### Supplied data
|---|

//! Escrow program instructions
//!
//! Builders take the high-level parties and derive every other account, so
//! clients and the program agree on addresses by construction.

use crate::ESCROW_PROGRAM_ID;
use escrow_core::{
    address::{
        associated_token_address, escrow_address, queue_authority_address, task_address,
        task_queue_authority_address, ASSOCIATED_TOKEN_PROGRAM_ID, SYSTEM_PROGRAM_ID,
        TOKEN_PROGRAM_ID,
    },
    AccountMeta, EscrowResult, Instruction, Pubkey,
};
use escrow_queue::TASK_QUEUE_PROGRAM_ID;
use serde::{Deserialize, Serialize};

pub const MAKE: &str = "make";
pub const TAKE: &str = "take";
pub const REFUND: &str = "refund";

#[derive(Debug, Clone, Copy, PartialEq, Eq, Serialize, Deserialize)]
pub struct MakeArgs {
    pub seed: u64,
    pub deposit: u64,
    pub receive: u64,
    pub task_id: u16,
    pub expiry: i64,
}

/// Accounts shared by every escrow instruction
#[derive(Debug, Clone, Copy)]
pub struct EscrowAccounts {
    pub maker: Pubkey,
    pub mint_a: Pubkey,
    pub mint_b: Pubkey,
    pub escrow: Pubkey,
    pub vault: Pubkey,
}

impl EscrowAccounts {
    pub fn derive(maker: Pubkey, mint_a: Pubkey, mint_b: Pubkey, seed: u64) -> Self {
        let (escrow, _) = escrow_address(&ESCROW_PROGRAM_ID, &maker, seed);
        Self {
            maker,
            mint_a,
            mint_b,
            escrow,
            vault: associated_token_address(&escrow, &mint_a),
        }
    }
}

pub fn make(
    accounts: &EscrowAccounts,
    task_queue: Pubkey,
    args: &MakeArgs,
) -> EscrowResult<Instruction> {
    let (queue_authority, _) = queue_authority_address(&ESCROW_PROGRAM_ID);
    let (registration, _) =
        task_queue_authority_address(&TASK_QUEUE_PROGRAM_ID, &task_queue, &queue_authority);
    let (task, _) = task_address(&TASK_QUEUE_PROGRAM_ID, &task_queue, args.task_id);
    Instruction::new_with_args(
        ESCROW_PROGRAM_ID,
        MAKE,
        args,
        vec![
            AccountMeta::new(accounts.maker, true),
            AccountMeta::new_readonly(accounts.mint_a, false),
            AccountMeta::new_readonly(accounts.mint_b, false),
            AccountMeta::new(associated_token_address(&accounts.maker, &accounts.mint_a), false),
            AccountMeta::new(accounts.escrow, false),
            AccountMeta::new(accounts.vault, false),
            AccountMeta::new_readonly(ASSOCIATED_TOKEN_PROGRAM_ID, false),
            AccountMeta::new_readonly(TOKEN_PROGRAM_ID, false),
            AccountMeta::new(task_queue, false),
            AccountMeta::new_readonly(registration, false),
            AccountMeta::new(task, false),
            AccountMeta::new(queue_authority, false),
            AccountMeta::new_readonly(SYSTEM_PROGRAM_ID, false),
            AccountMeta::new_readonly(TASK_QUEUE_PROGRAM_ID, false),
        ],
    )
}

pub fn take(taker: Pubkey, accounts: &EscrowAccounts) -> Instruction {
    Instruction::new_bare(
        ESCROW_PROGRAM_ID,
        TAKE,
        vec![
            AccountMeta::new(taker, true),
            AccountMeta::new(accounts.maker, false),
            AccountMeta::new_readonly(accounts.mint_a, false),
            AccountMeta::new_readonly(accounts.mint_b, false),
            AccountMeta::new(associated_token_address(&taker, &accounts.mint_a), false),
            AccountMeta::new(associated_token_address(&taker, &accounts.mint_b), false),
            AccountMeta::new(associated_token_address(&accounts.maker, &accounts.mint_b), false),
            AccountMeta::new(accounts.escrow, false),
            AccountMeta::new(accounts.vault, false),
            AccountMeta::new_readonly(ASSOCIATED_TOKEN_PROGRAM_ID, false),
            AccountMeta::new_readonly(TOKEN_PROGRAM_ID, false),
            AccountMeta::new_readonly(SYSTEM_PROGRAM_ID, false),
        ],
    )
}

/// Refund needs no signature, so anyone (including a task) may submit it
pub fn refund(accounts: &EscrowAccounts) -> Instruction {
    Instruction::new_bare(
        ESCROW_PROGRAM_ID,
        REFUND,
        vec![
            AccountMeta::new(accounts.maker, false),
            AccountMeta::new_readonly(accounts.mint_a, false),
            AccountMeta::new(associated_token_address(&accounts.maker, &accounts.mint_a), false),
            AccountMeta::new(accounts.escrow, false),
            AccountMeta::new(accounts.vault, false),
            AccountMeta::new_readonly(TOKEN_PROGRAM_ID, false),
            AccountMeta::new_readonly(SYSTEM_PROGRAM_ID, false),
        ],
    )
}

|---|

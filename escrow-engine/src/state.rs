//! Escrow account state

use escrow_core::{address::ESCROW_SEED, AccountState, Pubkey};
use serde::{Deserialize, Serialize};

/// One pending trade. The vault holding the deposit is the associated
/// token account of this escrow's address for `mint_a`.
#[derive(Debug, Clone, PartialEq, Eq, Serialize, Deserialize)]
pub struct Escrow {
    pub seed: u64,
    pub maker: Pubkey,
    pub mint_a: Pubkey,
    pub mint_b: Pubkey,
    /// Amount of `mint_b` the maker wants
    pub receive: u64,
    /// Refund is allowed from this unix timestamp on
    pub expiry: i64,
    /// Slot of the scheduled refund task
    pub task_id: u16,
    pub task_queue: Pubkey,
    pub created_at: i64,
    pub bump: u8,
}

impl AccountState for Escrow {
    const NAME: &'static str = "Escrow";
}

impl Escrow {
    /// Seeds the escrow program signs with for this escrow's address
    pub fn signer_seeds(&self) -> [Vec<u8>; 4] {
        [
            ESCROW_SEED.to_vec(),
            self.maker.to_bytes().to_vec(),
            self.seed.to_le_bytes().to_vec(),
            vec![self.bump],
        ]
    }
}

|---|

### What this task involves
Would you tally the lines above holding "EscrowResult" and reply with the total alone?

### Task result
2